Like traditional paper napkins, some air-laid napkins are made from wood pulp. They are produced using a different manufacturing process.
We provide a bit of insight below as to how air-laid napkins are made.
Fiber Preparation: The process starts with the preparation of fibers. Various types of fibers, such as cellulose, synthetic fibers, or a blend of both, are selected based on the desired characteristics of the final napkin. Ours are made from wood pulp (cellulose).
Fiber Opening: The selected fibers are opened and blended together using mechanical processes. This step ensures that the fibers are evenly dispersed and prepared for the next stage.
Air-Laying: In the air-laying process, the opened fibers are transported through a series of pipes. High-pressure air carries the fibers and deposits them onto a moving belt or web. The airflow creates a uniform distribution of fibers, forming a loosely structured sheet.
Bonding: To give the napkin strength and integrity, the loosely laid fibers need to be bonded together. Various bonding methods can be used, including thermal bonding or the application of adhesives. Thermal bonding involves passing the air-laid sheet through heated rollers, which melt and bond the fibers together. Adhesives can be applied to the fibers in a specific pattern or sprayed onto the sheet to bond the fibers.

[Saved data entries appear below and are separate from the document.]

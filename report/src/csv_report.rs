//! CSV export
//!
//! Three files share one path prefix:
//!
//! - `{prefix}_stats.csv`: one row per entry plus the aggregate, rewritten
//!   on every frame
//! - `{prefix}_stats_history.csv`: one aggregate row appended per frame
//! - `{prefix}_failures.csv`: distinct errors, rewritten on every frame

use anyhow::{Context, Result};
use csv::Writer;
use std::fs::File;
use std::path::{Path, PathBuf};

use loadhive_core::stats::{EntrySnapshot, ReportFrame, ResponseTimePercentiles};
use loadhive_core::StatsSnapshot;

const PERCENTILE_HEADERS: [&str; 7] = ["50%", "66%", "75%", "90%", "95%", "99%", "100%"];

const STATS_HEADERS: [&str; 10] = [
    "Type",
    "Name",
    "Request Count",
    "Failure Count",
    "Median Response Time",
    "Average Response Time",
    "Min Response Time",
    "Max Response Time",
    "Average Content Size",
    "Requests/s",
];

const HISTORY_HEADERS: [&str; 5] = ["Timestamp", "State", "User Count", "Type", "Name"];

const FAILURE_HEADERS: [&str; 4] = ["Method", "Name", "Error", "Occurrences"];

fn ms(value: f64) -> String {
    format!("{value:.2}")
}

fn percentile_fields(p: &ResponseTimePercentiles) -> Vec<String> {
    [p.p50, p.p66, p.p75, p.p90, p.p95, p.p99, p.max]
        .into_iter()
        .map(ms)
        .collect()
}

fn stats_row(entry: &EntrySnapshot) -> Vec<String> {
    let mut row = vec![
        entry.request_type.clone(),
        entry.name.clone(),
        entry.num_requests.to_string(),
        entry.num_failures.to_string(),
        ms(entry.cumulative_percentiles.p50),
        ms(entry.avg_response_time),
        ms(entry.min_response_time),
        ms(entry.max_response_time),
        ms(entry.avg_content_length),
        ms(entry.total_rps),
        ms(entry.current_fail_per_sec),
    ];
    row.extend(percentile_fields(&entry.cumulative_percentiles));
    row
}

/// Writes report frames as CSV files under one prefix
pub struct CsvStatsWriter {
    prefix: PathBuf,
    history: Option<Writer<File>>,
}

impl CsvStatsWriter {
    /// Writer for files named `{prefix}_*.csv`
    pub fn new(prefix: impl Into<PathBuf>) -> Self {
        Self {
            prefix: prefix.into(),
            history: None,
        }
    }

    fn path(&self, suffix: &str) -> PathBuf {
        let mut name = self.prefix.as_os_str().to_owned();
        name.push(suffix);
        PathBuf::from(name)
    }

    /// Path of the per-entry stats file
    pub fn stats_path(&self) -> PathBuf {
        self.path("_stats.csv")
    }

    /// Path of the history file
    pub fn history_path(&self) -> PathBuf {
        self.path("_stats_history.csv")
    }

    /// Path of the failures file
    pub fn failures_path(&self) -> PathBuf {
        self.path("_failures.csv")
    }

    /// Record one frame in all three files
    pub fn write_frame(&mut self, frame: &ReportFrame) -> Result<()> {
        self.write_stats(&frame.snapshot)?;
        self.write_failures(&frame.snapshot)?;
        self.append_history(frame)
    }

    /// Rewrite the stats file from `snapshot`
    pub fn write_stats(&self, snapshot: &StatsSnapshot) -> Result<()> {
        let path = self.stats_path();
        let mut writer = create(&path)?;

        let mut headers: Vec<&str> = STATS_HEADERS.to_vec();
        headers.push("Failures/s");
        headers.extend(PERCENTILE_HEADERS);
        writer.write_record(&headers)?;

        for entry in snapshot.entries.iter().chain(std::iter::once(&snapshot.total)) {
            writer.write_record(stats_row(entry))?;
        }
        writer
            .flush()
            .with_context(|| format!("failed to flush {}", path.display()))?;
        Ok(())
    }

    /// Rewrite the failures file from `snapshot`
    pub fn write_failures(&self, snapshot: &StatsSnapshot) -> Result<()> {
        let path = self.failures_path();
        let mut writer = create(&path)?;
        writer.write_record(FAILURE_HEADERS)?;
        for error in &snapshot.errors {
            writer.write_record([
                error.request_type.as_str(),
                error.name.as_str(),
                error.error.as_str(),
                error.occurrences.to_string().as_str(),
            ])?;
        }
        writer
            .flush()
            .with_context(|| format!("failed to flush {}", path.display()))?;
        Ok(())
    }

    /// Append the aggregate row of `frame` to the history file
    ///
    /// The file is truncated and given a header on the first call.
    pub fn append_history(&mut self, frame: &ReportFrame) -> Result<()> {
        if self.history.is_none() {
            let mut writer = create(&self.history_path())?;
            let mut headers: Vec<&str> = HISTORY_HEADERS.to_vec();
            headers.extend([
                "Requests/s",
                "Failures/s",
                "Total Request Count",
                "Total Failure Count",
                "Total Average Response Time",
                "Total Min Response Time",
                "Total Max Response Time",
                "Total Average Content Size",
            ]);
            headers.extend(PERCENTILE_HEADERS);
            writer.write_record(&headers)?;
            self.history = Some(writer);
        }

        let total = &frame.snapshot.total;
        let mut row = vec![
            frame.snapshot.timestamp.timestamp().to_string(),
            frame.state.to_string(),
            frame.user_count.to_string(),
            String::new(),
            total.name.clone(),
            ms(total.current_rps),
            ms(total.current_fail_per_sec),
            total.num_requests.to_string(),
            total.num_failures.to_string(),
            ms(total.avg_response_time),
            ms(total.min_response_time),
            ms(total.max_response_time),
            ms(total.avg_content_length),
        ];
        row.extend(percentile_fields(&total.percentiles));

        if let Some(writer) = self.history.as_mut() {
            writer.write_record(&row)?;
            writer.flush().context("failed to flush stats history")?;
        }
        Ok(())
    }
}

impl std::fmt::Debug for CsvStatsWriter {
    fn fmt(&self, f: &mut std::fmt::Formatter<'_>) -> std::fmt::Result {
        f.debug_struct("CsvStatsWriter")
            .field("prefix", &self.prefix)
            .field("history_open", &self.history.is_some())
            .finish()
    }
}

fn create(path: &Path) -> Result<Writer<File>> {
    Writer::from_path(path).with_context(|| format!("failed to create {}", path.display()))
}
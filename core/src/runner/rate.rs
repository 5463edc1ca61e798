//! Iteration rate limiting

use governor::{clock::DefaultClock, state::InMemoryState, state::NotKeyed, Quota, RateLimiter};
use std::time::Duration;

/// Caps user iterations per second across every user of one runner
///
/// Token bucket via governor with a burst of one, so sub-1 rates such as
/// 0.5/s are honored exactly. Shared between user tasks through an `Arc`.
pub struct IterationRateLimiter {
    limiter: Option<RateLimiter<NotKeyed, InMemoryState, DefaultClock>>,
    rate: Option<f64>,
}

impl IterationRateLimiter {
    /// Create a limiter; `None`, a non-positive rate or one too small for a
    /// `Duration` period disables it
    ///
    /// # Examples
    /// ```
    /// use loadhive_core::runner::IterationRateLimiter;
    ///
    /// let limiter = IterationRateLimiter::new(Some(50.0));
    /// assert!(limiter.is_enabled());
    ///
    /// let unlimited = IterationRateLimiter::new(None);
    /// assert!(!unlimited.is_enabled());
    /// ```
    pub fn new(rate: Option<f64>) -> Self {
        let limiter = rate.and_then(|per_sec| {
            if !per_sec.is_finite() || per_sec <= 0.0 {
                return None;
            }
            let period = Duration::try_from_secs_f64(1.0 / per_sec).ok()?;
            let quota = Quota::with_period(period)?;
            Some(RateLimiter::direct(quota))
        });

        Self { limiter, rate }
    }

    /// A limiter that never waits
    pub fn unlimited() -> Self {
        Self::new(None)
    }

    /// Wait until the next iteration is allowed
    pub async fn wait(&self) {
        if let Some(ref limiter) = self.limiter {
            limiter.until_ready().await;
        }
    }

    /// Take a permit if one is available right now
    pub fn try_acquire(&self) -> bool {
        match &self.limiter {
            Some(limiter) => limiter.check().is_ok(),
            None => true,
        }
    }

    /// Whether a limit is in force
    pub fn is_enabled(&self) -> bool {
        self.limiter.is_some()
    }

    /// Configured iterations per second
    pub fn rate(&self) -> Option<f64> {
        self.rate
    }
}

impl Default for IterationRateLimiter {
    fn default() -> Self {
        Self::unlimited()
    }
}

impl std::fmt::Debug for IterationRateLimiter {
    fn fmt(&self, f: &mut std::fmt::Formatter<'_>) -> std::fmt::Result {
        f.debug_struct("IterationRateLimiter")
            .field("rate", &self.rate)
            .field("enabled", &self.is_enabled())
            .finish()
    }
}

#[cfg(test)]
mod tests {
    use super::*;

    #[test]
    fn test_disabled_for_invalid_rates() {
        for rate in [None, Some(0.0), Some(-3.0), Some(f64::NAN), Some(1e-30)] {
            let limiter = IterationRateLimiter::new(rate);
            assert!(!limiter.is_enabled());
            assert!(limiter.try_acquire());
        }
    }

    #[test]
    fn test_burst_of_one() {
        let limiter = IterationRateLimiter::new(Some(0.5));
        assert!(limiter.is_enabled());
        assert_eq!(limiter.rate(), Some(0.5));
        assert!(limiter.try_acquire());
        assert!(!limiter.try_acquire());
    }

    #[tokio::test]
    async fn test_wait_spaces_iterations() {
        let limiter = IterationRateLimiter::new(Some(100.0));
        let start = std::time::Instant::now();
        for _ in 0..5 {
            limiter.wait().await;
        }
        // First permit is free, the other four are 10ms apart
        assert!(start.elapsed() >= Duration::from_millis(35));
    }

    #[test]
    fn test_debug() {
        let debug = format!("{:?}", IterationRateLimiter::new(Some(20.0)));
        assert!(debug.contains("IterationRateLimiter"));
        assert!(debug.contains("20.0"));
    }
}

Drying and Finishing: Once the bonding process is complete, the air-laid sheet goes through a drying process to remove any moisture. This can involve passing the sheet through heated drying ovens or using other methods to evaporate the moisture. After drying, the sheet is calendered to improve its smoothness and texture. (Calendering is a process that makes the material look less fibrous and spongy.)
Cutting and Folding: The dried and finished sheet is then cut into individual napkin-sized pieces. It can be cut into different shapes, such as square or rectangular. If desired, the napkins can undergo additional processing steps for embossing or printing designs. They can be pre-folded into sixths or eighths or left unfolded. Unfolded napkins are a great option for creating napkin origami.
Packaging: The final step involves packaging the air-laid napkins in appropriate quantities for distribution and sale. They are packaged in a way that maintains their cleanliness, hygiene, and presentation until they are ready to be used. Our air laid napkins are wrapped in a plastic covering, and then boxed.
The air-laid process allows for greater flexibility in terms of fiber selection and provides the napkins with superior softness and absorbency compared to traditional paper napkins. This makes them a popular choice for premium table settings and special occasions.